No último país a abolir a escravidão na América, ministros do TST avalizam eliminação de direitos trabalhistas, escreve Paulo Moreira Leite, do Jornalistas pela Democracia.
Um dos aspectos menos conhecidos da herança de deixada por Fernando Henrique Cardoso em sua passagem pelo Planalto (1994-2002) encontra-se no Tribunal Superior do Trabalho, o ponto máximo da estrutura de direitos trabalhistas do país.
Além de afirmar, no discurso de posse, que a herança de Getúlio Vargas “atravanca o presente e retarda o avanço da sociedade brasileira”, FHC indicou os dois magistrados do TST que, no futuro, iriam assumir a postura mais destacada no esforço para desmanchar o conjunto de direitos trabalhistas confeccionados ao longo de 80 anos de história.

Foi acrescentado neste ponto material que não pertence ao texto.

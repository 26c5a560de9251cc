//! System configuration.

use std::path::PathBuf;
use std::time::Duration;

use takegrant_store::StoreConfig;

/// Configuration for a [`crate::System`].
#[derive(Debug, Clone)]
pub struct SystemConfig {
    /// SQLite database file. `None` opens an in-memory database.
    pub database_path: Option<PathBuf>,
    /// How long a caller waits for the store lock before failing.
    pub busy_timeout: Duration,
    /// Make the first registered principal an administrator.
    pub first_user_is_admin: bool,
    /// Records returned by `show_audit` when no limit is given.
    pub audit_page_size: usize,
    /// bcrypt work factor for new password hashes.
    pub password_cost: u32,
}

impl Default for SystemConfig {
    fn default() -> Self {
        Self {
            database_path: None,
            busy_timeout: Duration::from_secs(5),
            first_user_is_admin: true,
            audit_page_size: 20,
            password_cost: bcrypt::DEFAULT_COST,
        }
    }
}

impl SystemConfig {
    /// Default configuration backed by a database file.
    pub fn with_path(path: impl Into<PathBuf>) -> Self {
        Self {
            database_path: Some(path.into()),
            ..Self::default()
        }
    }

    /// The store settings derived from this configuration.
    pub fn store_config(&self) -> StoreConfig {
        StoreConfig {
            busy_timeout: self.busy_timeout,
        }
    }
}
// Confused-deputy walk-through against a fresh in-memory database

use std::collections::BTreeMap;

use takegrant::{
    trojan_grant, Access, Audited, Decision, ObjectId, Principal, PrincipalId, RightKind, Session,
    System,
};
use takegrant_store::Store;

use crate::commands::output::{print_audit, print_objects, print_table, print_users, warn_unaudited};

const DEMO_AUDIT_LIMIT: usize = 50;

pub async fn run<S: Store>(system: &System<S>) -> anyhow::Result<()> {
    println!("=== Take-Grant confused deputy demo ===\n");

    let user1 = system.register("user1", "pass1").await?.into_inner();
    let user2 = system.register("user2", "pass2").await?.into_inner();
    let attacker = system.register("attacker", "attackerpass").await?.into_inner();
    println!(
        "Registered {} (admin), {} and {}",
        user1.username, user2.username, attacker.username
    );

    let user1_session = login(system, "user1", "pass1").await?;
    let user2_session = login(system, "user2", "pass2").await?;
    let attacker_session = login(system, "attacker", "attackerpass").await?;

    let file1 = system
        .create_object(Some(&user1_session), "file1", "Initial secret content")
        .await?
        .into_inner();
    println!("user1 created '{}' (id={})\n", file1.name, file1.id);

    snapshot(system, "Initial state").await?;

    step("user1 grants read on file1 to user2");
    report(
        system
            .grant(Some(&user1_session), user2.id, file1.id, RightKind::Read)
            .await?,
    );

    step("user2 checks and reads file1");
    let held = system
        .check(Some(&user2_session), file1.id, RightKind::Read)
        .await?
        .into_inner();
    println!("user2 holds read: {}", held);
    read(system, &user2_session, file1.id).await?;

    step("user1 grants take on file1 to user2");
    report(
        system
            .grant(Some(&user1_session), user2.id, file1.id, RightKind::Take)
            .await?,
    );

    step("user2 takes write on file1 from user1");
    report(
        system
            .take(Some(&user2_session), user1.id, file1.id, RightKind::Write)
            .await?,
    );

    step("user2 writes file1, then reads it back");
    let written = system
        .write_object(Some(&user2_session), file1.id, "Modified by user2")
        .await?;
    warn_unaudited(&written);
    println!("write {}", if written.value.is_granted() { "succeeded" } else { "denied" });
    read(system, &user2_session, file1.id).await?;

    step("attacker tries to read file1 directly");
    read(system, &attacker_session, file1.id).await?;

    step("user1 runs a trojan that grants read on file1 to attacker");
    report(trojan_grant(system, user1.id, &user1.username, attacker.id, file1.id, RightKind::Read).await?);

    step("attacker reads file1");
    read(system, &attacker_session, file1.id).await?;

    snapshot(system, "Final state").await?;

    println!("\nAudit trail (newest first):");
    print_audit(&system.show_audit(Some(DEMO_AUDIT_LIMIT)).await?);
    println!(
        "\nThe trojan's grant is attributed to user1 and looks exactly like a grant user1 made."
    );
    Ok(())
}

async fn login<S: Store>(system: &System<S>, username: &str, password: &str) -> anyhow::Result<Session> {
    let audited = system.login(username, password).await?;
    warn_unaudited(&audited);
    Ok(audited.value)
}

async fn read<S: Store>(system: &System<S>, session: &Session, object: ObjectId) -> anyhow::Result<()> {
    let audited = system.read_object(Some(session), object).await?;
    warn_unaudited(&audited);
    match audited.value {
        Access::Granted(found) => println!("{} reads '{}': {}", session.username(), found.name, found.content),
        Access::Denied => println!("{} was denied read", session.username()),
    }
    Ok(())
}

fn step(title: &str) {
    println!("\n--- {} ---", title);
}

fn report(audited: Audited<Decision>) {
    warn_unaudited(&audited);
    match audited.value {
        Decision::Applied => println!("applied"),
        Decision::AlreadyHeld => println!("already held"),
        Decision::Denied(denial) => println!("refused: {}", denial),
    }
}

/// Print users, objects and the rights graph with names resolved.
async fn snapshot<S: Store>(system: &System<S>, title: &str) -> anyhow::Result<()> {
    let store = system.store();
    let users = store.list_principals().await?;
    let objects = store.list_objects().await?;
    let rights = store.all_rights().await?;

    println!("{}:", title);
    println!("Users:");
    print_users(&users);
    println!("Objects:");
    print_objects(&objects, true);

    let names: BTreeMap<PrincipalId, &str> = users
        .iter()
        .map(|p: &Principal| (p.id, p.username.as_str()))
        .collect();
    let object_names: BTreeMap<ObjectId, &str> =
        objects.iter().map(|o| (o.id, o.name.as_str())).collect();
    let rows: Vec<Vec<String>> = rights
        .iter()
        .map(|r| {
            vec![
                names.get(&r.subject).map_or_else(|| r.subject.to_string(), |n| n.to_string()),
                object_names.get(&r.object).map_or_else(|| r.object.to_string(), |n| n.to_string()),
                r.kind.to_string(),
            ]
        })
        .collect();
    println!("Rights:");
    print_table(&["user", "object", "right"], &rows);
    Ok(())
}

Com posse marcada para 19 de fevereiro na presidência do TST, Maria Cristina Peduzzi, 66 anos, advogada de carreira, ingressou no Tribunal em 2001, penúltimo ano de Fernando Henrique na presidência da República. Em entrevista à Folha (16/12/2019), ela deixou clara sua concordância com a reforma promovida em 2017 por Michel Temer, cuja aplicação tem sido contestada não só por sindicatos de trabalhadores mas também por magistrados de instâncias inferiores, que consideram que as mudanças contrariam determinações constitucionais.
“Penso que, se a lei foi editada, o juiz tem o dever de aplicá-la, exceto se houver declaração de inconstitucionalidade” disse Maria Cristina. Sinalizando concordância com uma segunda investida sobre direitos trabalhistas, agora em gestação na equipe de Paulo Guedes, a ministra afirma que a CLT “precisa de atualização. A considerar a revolução tecnológica, a reforma (trabalhista) foi tímida. Olha só os litígios que existem, não só no Brasil, mas no mundo, a propósito do Uber”.

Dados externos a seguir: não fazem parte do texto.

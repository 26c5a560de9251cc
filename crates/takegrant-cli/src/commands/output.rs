// Table rendering and audit warnings

use takegrant::{Audited, AuditRecord, Object, Principal};

/// Print rows as a grid with a header line.
pub fn print_table(headers: &[&str], rows: &[Vec<String>]) {
    if rows.is_empty() {
        println!("No rows.");
        return;
    }

    let mut widths: Vec<usize> = headers.iter().map(|h| h.len()).collect();
    for row in rows {
        for (width, cell) in widths.iter_mut().zip(row) {
            *width = (*width).max(cell.chars().count());
        }
    }

    let rule: String = widths
        .iter()
        .map(|w| format!("+{}", "-".repeat(w + 2)))
        .collect::<String>()
        + "+";
    println!("{}", rule);
    print_row(headers, &widths);
    println!("{}", rule);
    for row in rows {
        let cells: Vec<&str> = row.iter().map(String::as_str).collect();
        print_row(&cells, &widths);
        println!("{}", rule);
    }
}

fn print_row(cells: &[&str], widths: &[usize]) {
    let body: String = cells
        .iter()
        .zip(widths)
        .map(|(cell, w)| format!("| {:<w$} ", cell, w = *w))
        .collect();
    println!("{}|", body);
}

pub fn print_users(users: &[Principal]) {
    let rows: Vec<Vec<String>> = users
        .iter()
        .map(|u| vec![u.id.to_string(), u.username.clone(), u.is_admin.to_string()])
        .collect();
    print_table(&["id", "username", "is_admin"], &rows);
}

pub fn print_objects(objects: &[Object], with_content: bool) {
    let rows: Vec<Vec<String>> = objects
        .iter()
        .map(|o| {
            let mut row = vec![o.id.to_string(), o.name.clone(), o.owner.to_string()];
            if with_content {
                row.push(o.content.clone());
            }
            row
        })
        .collect();
    if with_content {
        print_table(&["id", "name", "owner_id", "content"], &rows);
    } else {
        print_table(&["id", "name", "owner_id"], &rows);
    }
}

pub fn print_audit(records: &[AuditRecord]) {
    if records.is_empty() {
        println!("No audit records.");
        return;
    }
    let rows: Vec<Vec<String>> = records
        .iter()
        .map(|r| {
            vec![
                r.id.to_string(),
                r.timestamp.to_string(),
                r.actor.clone(),
                r.action.to_string(),
                r.outcome.to_string(),
                r.target_principal.map(|p| p.to_string()).unwrap_or_default(),
                r.object_name.clone().unwrap_or_default(),
            ]
        })
        .collect();
    print_table(
        &[
            "id",
            "timestamp",
            "user",
            "action",
            "result",
            "target_user_id",
            "object_name",
        ],
        &rows,
    );
}

/// Tell the operator when a command took effect without an audit record.
pub fn warn_unaudited<T>(audited: &Audited<T>) {
    if let Some(err) = &audited.audit_warning {
        eprintln!("warning: command applied but audit record was not written: {}", err);
    }
}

Na entrevista, a futura presidente tocou em outros assuntos delicados nas negociações entre sindicatos, empresas e governo. Ao falar do trabalho intermitente, alvo permanente de críticas de sindicalistas e de estudiosos, ressaltou um ponto positivo: “veio colocar no mercado de trabalho pessoas que antes estavam à margem”. Também se disse favorável a liberação do trabalho aos domingos: “no mundo todo, o comércio abre aos domingos. Vamos acabar num dia desses não distinguindo segunda de domingo”.
Questionada sobre a “precarização” de várias atividades, a presidente respondeu com uma justificativa: “vivemos hoje a Quarta Revolução Industrial. Convivemos com modos de produção que eram impensáveis à época em que a CLT foi editada”.

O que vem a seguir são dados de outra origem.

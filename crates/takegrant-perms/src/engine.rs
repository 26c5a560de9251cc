//! The authorization engine.
//!
//! Every mutation is delegated to a single guarded insert in the store, so
//! the precondition check and the edge insert happen in one transaction.

use std::str::FromStr;
use std::sync::Arc;

use takegrant_core::{GuardedInsert, NewObject, Object, ObjectId, PrincipalId, Right, RightKind};
use takegrant_store::{InsertResult, Store, StoreError, StoreExt};

use crate::decision::{Decision, Denial};
use crate::error::{PermsError, Result};

/// Applies the Take-Grant rules to a store.
pub struct Engine<S: Store> {
    store: Arc<S>,
}

impl<S: Store> Clone for Engine<S> {
    fn clone(&self) -> Self {
        Self {
            store: Arc::clone(&self.store),
        }
    }
}

impl<S: Store> Engine<S> {
    /// Create an engine over a shared store handle.
    pub fn new(store: Arc<S>) -> Self {
        Self { store }
    }

    /// The underlying store.
    pub fn store(&self) -> &Arc<S> {
        &self.store
    }

    /// Give `owner` read, write and take on `object`.
    ///
    /// All three edges are written in one transaction; edges the owner
    /// already holds are left alone.
    pub async fn initialize_owner_rights(&self, owner: PrincipalId, object: ObjectId) -> Result<()> {
        if self.store.get_object(object).await?.is_none() {
            return Err(PermsError::NotFound(format!("object {}", object)));
        }

        let results = self
            .store
            .insert_rights(&Right::owner_seed(owner, object))
            .await?;
        let inserted = results
            .iter()
            .filter(|r| **r == InsertResult::Inserted)
            .count();

        tracing::info!(%owner, %object, inserted, "seeded owner rights");
        Ok(())
    }

    /// Create an object owned by `owner` together with its owner rights.
    ///
    /// Returns `None` if the name is taken.
    pub async fn create_owned_object(
        &self,
        owner: PrincipalId,
        name: &str,
        content: &str,
    ) -> Result<Option<Object>> {
        let created = self
            .store
            .create_object(&NewObject::new(name, content, owner), &RightKind::OWNER_SEED)
            .await
            .map_err(|e| match e {
                StoreError::NotFound(_) => PermsError::NotFound(format!("principal {}", owner)),
                other => PermsError::Store(other),
            })?;

        if let Some(ref object) = created {
            tracing::info!(%owner, object = %object.id, name, "created object");
        }
        Ok(created)
    }

    /// Copy `granter`'s `kind` right on `object` to `grantee`.
    ///
    /// Any holder of a right may grant it to anyone; no edge between
    /// granter and grantee is required. A missing object or grantee is
    /// `NotFound`; a granter without the right is refused.
    pub async fn grant(
        &self,
        granter: PrincipalId,
        grantee: PrincipalId,
        object: ObjectId,
        kind: RightKind,
    ) -> Result<Decision> {
        self.require_object(object).await?;
        if !self.store.principal_exists(grantee).await? {
            return Err(PermsError::NotFound(format!("principal {}", grantee)));
        }

        let source = Right::new(granter, object, kind);
        let edge = source.copied_to(grantee);
        let decision = match self.guarded(&[source], &edge).await? {
            GuardedInsert::MissingGuard(_) => Decision::Denied(Denial::Unauthorized),
            other => applied(other),
        };

        tracing::debug!(%granter, %grantee, %object, %kind, ?decision, "grant");
        Ok(decision)
    }

    /// Copy `target`'s `kind` right on `object` to `taker`.
    ///
    /// Requires `taker` to hold take on the object and `target` to hold `kind`.
    /// A missing object is `NotFound`. A missing taker or target holds
    /// nothing, so it is refused like any principal without the right.
    pub async fn take(
        &self,
        taker: PrincipalId,
        target: PrincipalId,
        object: ObjectId,
        kind: RightKind,
    ) -> Result<Decision> {
        self.require_object(object).await?;
        let guards = [
            Right::new(taker, object, RightKind::Take),
            Right::new(target, object, kind),
        ];
        let edge = guards[1].copied_to(taker);

        let decision = match self.guarded(&guards, &edge).await? {
            GuardedInsert::MissingGuard(0) => Decision::Denied(Denial::Unauthorized),
            GuardedInsert::MissingGuard(_) => Decision::Denied(Denial::RightNotHeld),
            other => applied(other),
        };

        tracing::debug!(%taker, %target, %object, %kind, ?decision, "take");
        Ok(decision)
    }

    /// Whether `subject` holds `kind` on `object`.
    pub async fn check(
        &self,
        subject: PrincipalId,
        object: ObjectId,
        kind: RightKind,
    ) -> Result<bool> {
        Ok(self
            .store
            .has_right(&Right::new(subject, object, kind))
            .await?)
    }

    /// [`Engine::grant`] with the kind given as text.
    ///
    /// Nobody can hold an unknown kind, so it is refused as unauthorized.
    pub async fn grant_named(
        &self,
        granter: PrincipalId,
        grantee: PrincipalId,
        object: ObjectId,
        kind: &str,
    ) -> Result<Decision> {
        match RightKind::from_str(kind) {
            Ok(kind) => self.grant(granter, grantee, object, kind).await,
            Err(_) => Ok(Decision::Denied(Denial::Unauthorized)),
        }
    }

    /// [`Engine::take`] with the kind given as text.
    ///
    /// The target cannot hold an unknown kind, so it is refused as not held.
    pub async fn take_named(
        &self,
        taker: PrincipalId,
        target: PrincipalId,
        object: ObjectId,
        kind: &str,
    ) -> Result<Decision> {
        match RightKind::from_str(kind) {
            Ok(kind) => self.take(taker, target, object, kind).await,
            Err(_) => Ok(Decision::Denied(Denial::RightNotHeld)),
        }
    }

    async fn require_object(&self, object: ObjectId) -> Result<()> {
        if self.store.object_exists(object).await? {
            Ok(())
        } else {
            Err(PermsError::NotFound(format!("object {}", object)))
        }
    }

    async fn guarded(&self, guards: &[Right], edge: &Right) -> Result<GuardedInsert> {
        match self.store.insert_right_guarded(guards, edge).await {
            Ok(result) => Ok(result),
            // A racing insert of the same edge counts as done if the edge is there.
            Err(StoreError::Conflict(msg)) => {
                if self.store.has_right(edge).await? {
                    Ok(GuardedInsert::AlreadyExists)
                } else {
                    Err(PermsError::Conflict(msg))
                }
            }
            Err(StoreError::NotFound(msg)) => Err(PermsError::NotFound(msg)),
            Err(e) => Err(e.into()),
        }
    }
}

fn applied(result: GuardedInsert) -> Decision {
    match result {
        GuardedInsert::Inserted => Decision::Applied,
        _ => Decision::AlreadyHeld,
    }
}

#[cfg(test)]
mod tests {
    use super::*;
    use takegrant_store::{Credentials, MemoryStore, NewPrincipal, SqliteStore};

    async fn principal<S: Store>(store: &S, name: &str) -> PrincipalId {
        store
            .insert_principal(&NewPrincipal {
                username: name.into(),
                credentials: Credentials {
                    hash: String::new(),
                },
                admin_if_first: true,
            })
            .await
            .unwrap()
            .unwrap()
            .id
    }

    async fn setup<S: Store>(store: S) -> (Engine<S>, PrincipalId, PrincipalId, ObjectId) {
        let u1 = principal(&store, "user1").await;
        let u2 = principal(&store, "user2").await;
        let engine = Engine::new(Arc::new(store));
        let file1 = engine
            .create_owned_object(u1, "file1", "secret")
            .await
            .unwrap()
            .unwrap();
        (engine, u1, u2, file1.id)
    }

    #[tokio::test]
    async fn test_owner_seeded_on_create() {
        let (engine, u1, u2, obj) = setup(MemoryStore::new()).await;
        for kind in RightKind::ALL {
            assert!(engine.check(u1, obj, kind).await.unwrap());
            assert!(!engine.check(u2, obj, kind).await.unwrap());
        }
    }

    #[tokio::test]
    async fn test_initialize_owner_rights_is_idempotent() {
        let (engine, u1, _, obj) = setup(SqliteStore::open_memory().unwrap()).await;
        engine.initialize_owner_rights(u1, obj).await.unwrap();
        assert_eq!(engine.store().rights_for_object(obj).await.unwrap().len(), 3);
    }

    #[tokio::test]
    async fn test_initialize_owner_rights_missing_object() {
        let (engine, u1, _, _) = setup(MemoryStore::new()).await;
        let err = engine
            .initialize_owner_rights(u1, ObjectId(99))
            .await
            .unwrap_err();
        assert!(matches!(err, PermsError::NotFound(_)));
    }

    #[tokio::test]
    async fn test_grant_copies_right() {
        let (engine, u1, u2, obj) = setup(MemoryStore::new()).await;

        let d = engine.grant(u1, u2, obj, RightKind::Read).await.unwrap();
        assert_eq!(d, Decision::Applied);
        assert!(engine.check(u2, obj, RightKind::Read).await.unwrap());
        assert!(engine.check(u1, obj, RightKind::Read).await.unwrap());

        let again = engine.grant(u1, u2, obj, RightKind::Read).await.unwrap();
        assert_eq!(again, Decision::AlreadyHeld);
    }

    #[tokio::test]
    async fn test_grant_requires_held_right() {
        let (engine, u1, u2, obj) = setup(MemoryStore::new()).await;

        let d = engine.grant(u2, u1, obj, RightKind::Write).await.unwrap();
        assert_eq!(d, Decision::Denied(Denial::Unauthorized));
    }

    #[tokio::test]
    async fn test_grant_to_missing_principal() {
        let (engine, u1, _, obj) = setup(SqliteStore::open_memory().unwrap()).await;
        let err = engine
            .grant(u1, PrincipalId(404), obj, RightKind::Read)
            .await
            .unwrap_err();
        assert!(matches!(err, PermsError::NotFound(_)));
    }

    #[tokio::test]
    async fn test_missing_object_is_not_found() {
        let (engine, u1, u2, _) = setup(SqliteStore::open_memory().unwrap()).await;
        let missing = ObjectId(99);

        let err = engine.grant(u1, u2, missing, RightKind::Read).await.unwrap_err();
        assert!(matches!(err, PermsError::NotFound(ref m) if m == "object 99"));

        let err = engine.take(u2, u1, missing, RightKind::Read).await.unwrap_err();
        assert!(matches!(err, PermsError::NotFound(_)));
    }

    #[tokio::test]
    async fn test_take_preconditions() {
        let (engine, u1, u2, obj) = setup(SqliteStore::open_memory().unwrap()).await;

        // No take right yet.
        let d = engine.take(u2, u1, obj, RightKind::Write).await.unwrap();
        assert_eq!(d, Decision::Denied(Denial::Unauthorized));

        engine.grant(u1, u2, obj, RightKind::Take).await.unwrap();
        let d = engine.take(u2, u1, obj, RightKind::Write).await.unwrap();
        assert_eq!(d, Decision::Applied);
        assert!(engine.check(u1, obj, RightKind::Write).await.unwrap());

        let d = engine.take_named(u2, u1, obj, "execute").await.unwrap();
        assert_eq!(d, Decision::Denied(Denial::RightNotHeld));
    }

    #[tokio::test]
    async fn test_take_from_target_without_right() {
        let (engine, u1, u2, obj) = setup(MemoryStore::new()).await;
        engine.grant(u1, u2, obj, RightKind::Take).await.unwrap();

        // u1 takes from u2, who holds take but not write.
        let d = engine.take(u1, u2, obj, RightKind::Write).await.unwrap();
        assert_eq!(d, Decision::Denied(Denial::RightNotHeld));
    }

    #[tokio::test]
    async fn test_grant_named_unknown_kind() {
        let (engine, u1, u2, obj) = setup(MemoryStore::new()).await;
        let d = engine.grant_named(u1, u2, obj, "execute").await.unwrap();
        assert_eq!(d, Decision::Denied(Denial::Unauthorized));

        let d = engine.grant_named(u1, u2, obj, "READ").await.unwrap();
        assert_eq!(d, Decision::Applied);
    }

    #[tokio::test]
    async fn test_create_owned_object_missing_owner() {
        let engine = Engine::new(Arc::new(MemoryStore::new()));
        let err = engine
            .create_owned_object(PrincipalId(1), "x", "")
            .await
            .unwrap_err();
        assert!(matches!(err, PermsError::NotFound(_)));
    }
}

Indicado por Fernando Henrique para o TST em 1999, Yves Gandra Filho atravessa os últimos dias de gestão, antes de entregar o bastão a sucessora. Católico filiado a Opus Dei, como presidente do tribunal ele chamou a atenção de advogados trabalhistas e magistrados pelo empenho a favor das mudanças promovidas pela reforma Temer-Meirelles, num engajamento sem qualquer distanciamentos.
“É natural encontrar diferenças de pensamento entre colegas que atuam numa mesma atividade”, disse um juiz do Trabalho ao 247. “Mas nunca tivemos um presidente com um pensamento tão diverso da maioria, uma postura que parece contrariar a própria idéia de Justiça do Trabalho, que é garantir direitos dos assalariados”.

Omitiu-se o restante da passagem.